How long until all species are named after David Attenborough?

David Attenborough.
David Attenborough: ‘The biggest compliment that a biologist or palaeontologist can pay to another one is to name a fossil in his honour.’ Photograph: David Parry/PA

When he was a boy, Sir David Attenborough supposedly had an impressive collection of fossils. These days, the 90-year-old naturalist and broadcaster could probably demand a corner of the Natural History Museum devoted solely to the fossils named after him.

As of this week, those include the Cascolus ravitis, a 430m-year-old fossilised shrimp from Herefordshire. (“Cascolus” is the Latin version of the Old English equivalent of “Attenborough”.) “The biggest compliment that a biologist or palaeontologist can pay to another one is to name a fossil in his honour,” Sir David told the BBC.

He would know.

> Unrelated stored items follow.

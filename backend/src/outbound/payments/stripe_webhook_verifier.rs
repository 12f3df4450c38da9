//! Stripe webhook signature verification.
//!
//! The `Stripe-Signature` header carries `t=<unix seconds>` and one or more
//! `v1=<hex>` entries. Each `v1` is an HMAC-SHA256 of `"{t}.{raw body}"`
//! keyed by the endpoint secret; any match is accepted. Events older than the
//! tolerance are rejected to limit replay.

use std::collections::HashMap;
use std::sync::Arc;
use std::time::Duration;

use hmac::{Hmac, Mac};
use mockable::Clock;
use serde::Deserialize;
use sha2::Sha256;
use zeroize::Zeroizing;

use crate::domain::WebhookEvent;
use crate::domain::ports::{WebhookVerificationError, WebhookVerifier};

type HmacSha256 = Hmac<Sha256>;

pub const CHECKOUT_COMPLETED: &str = "checkout.session.completed";
pub const DEFAULT_TOLERANCE: Duration = Duration::from_secs(300);

#[derive(Debug, PartialEq, Eq)]
struct SignatureHeader {
    timestamp: i64,
    signatures: Vec<Vec<u8>>,
}

fn parse_header(header: &str) -> Result<SignatureHeader, WebhookVerificationError> {
    let mut timestamp = None;
    let mut signatures = Vec::new();
    for part in header.split(',') {
        let Some((key, value)) = part.trim().split_once('=') else {
            continue;
        };
        match key {
            "t" => {
                timestamp = Some(
                    value
                        .parse::<i64>()
                        .map_err(|_| WebhookVerificationError::malformed_header())?,
                );
            }
            // Undecodable entries cannot match; skip them like unknown schemes.
            "v1" => signatures.extend(hex::decode(value).ok()),
            _ => {}
        }
    }
    match timestamp {
        Some(timestamp) if !signatures.is_empty() => Ok(SignatureHeader {
            timestamp,
            signatures,
        }),
        _ => Err(WebhookVerificationError::malformed_header()),
    }
}

#[derive(Debug, Deserialize)]
struct EventEnvelope {
    #[serde(rename = "type")]
    kind: String,
    data: EventData,
}

#[derive(Debug, Deserialize)]
struct EventData {
    object: serde_json::Value,
}

#[derive(Debug, Deserialize)]
struct CheckoutSessionObject {
    id: String,
    amount_total: Option<i64>,
    currency: Option<String>,
    #[serde(default)]
    metadata: HashMap<String, String>,
}

fn parse_event(payload: &[u8]) -> Result<WebhookEvent, WebhookVerificationError> {
    let envelope: EventEnvelope = serde_json::from_slice(payload)
        .map_err(|err| WebhookVerificationError::invalid_payload(err.to_string()))?;
    if envelope.kind != CHECKOUT_COMPLETED {
        return Ok(WebhookEvent::Other {
            kind: envelope.kind,
        });
    }
    let session: CheckoutSessionObject = serde_json::from_value(envelope.data.object)
        .map_err(|err| WebhookVerificationError::invalid_payload(err.to_string()))?;
    Ok(WebhookEvent::CheckoutCompleted {
        session_id: session.id,
        amount_total: session.amount_total,
        currency: session.currency,
        metadata: session.metadata,
    })
}

/// HMAC-SHA256 verifier for Stripe webhook deliveries.
pub struct StripeWebhookVerifier {
    secret: Zeroizing<Vec<u8>>,
    tolerance: Duration,
    clock: Arc<dyn Clock>,
}

impl StripeWebhookVerifier {
    pub fn new(secret: impl Into<String>, clock: Arc<dyn Clock>) -> Self {
        Self {
            secret: Zeroizing::new(secret.into().into_bytes()),
            tolerance: DEFAULT_TOLERANCE,
            clock,
        }
    }

    pub fn with_tolerance(mut self, tolerance: Duration) -> Self {
        self.tolerance = tolerance;
        self
    }

    fn mac_for(
        &self,
        timestamp: i64,
        payload: &[u8],
    ) -> Result<HmacSha256, WebhookVerificationError> {
        let mut mac = <HmacSha256 as Mac>::new_from_slice(&self.secret)
            .map_err(|_| WebhookVerificationError::signature_mismatch())?;
        mac.update(timestamp.to_string().as_bytes());
        mac.update(b".");
        mac.update(payload);
        Ok(mac)
    }
}

impl WebhookVerifier for StripeWebhookVerifier {
    fn verify(
        &self,
        payload: &[u8],
        signature: &str,
    ) -> Result<WebhookEvent, WebhookVerificationError> {
        let header = parse_header(signature)?;

        let age_secs = self.clock.utc().timestamp() - header.timestamp;
        let tolerance = i64::try_from(self.tolerance.as_secs()).unwrap_or(i64::MAX);
        if age_secs > tolerance {
            return Err(WebhookVerificationError::timestamp_outside_tolerance(age_secs));
        }

        let mac = self.mac_for(header.timestamp, payload)?;
        let matched = header
            .signatures
            .iter()
            .any(|candidate| mac.clone().verify_slice(candidate).is_ok());
        if !matched {
            return Err(WebhookVerificationError::signature_mismatch());
        }

        parse_event(payload)
    }
}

At least four other long-extinct creatures already bear his name: Microleo attenboroughi, an 18m-year-old marsupial lion from north-west Queensland; Materpiscis attenboroughi, a 380m-year-old fish from the Gogo formation, an ancient reef in Western Australia; Electrotettix attenboroughi, a pygmy locust found preserved in 20m-year-old amber in the Dominican Republic; and Attenborosaurus conybeare, a Loch Ness Monster-like aquatic beastie from the Jurassic era.

After inspiring several generations of naturalists, it’s no surprise that Attenborough is regularly flattered by the taxonomists. He also has enough still-living species named after him to fill a small – if extremely specialist – wildlife park. This month, a newly discovered Andean rubber frog was called Pristimantis attenboroughi, weeks after the naming of the Attenborougharion rubicundus, a brightly coloured semi-slug found only in a remote corner of Tasmania.

That’s not to mention the endangered Indonesian echidna, the 1mm goblin spider, the Amazonian butterfly, the flightless weevil, the Filipino pitcher plant, the Ecuadorian tree and the flower in Gabon that all bear versions of his name. In 2015, he was honoured with his first living species in the UK, a wildflower from south Wales called Attenborough’s hawkweed, or Hieracium attenboroughianum.

In 2016, the venerable TV personality also lent his name to the research vessel the RRS Sir David Attenborough, although the boat is still known better by the name chosen for it in a public poll: Boaty McBoatface.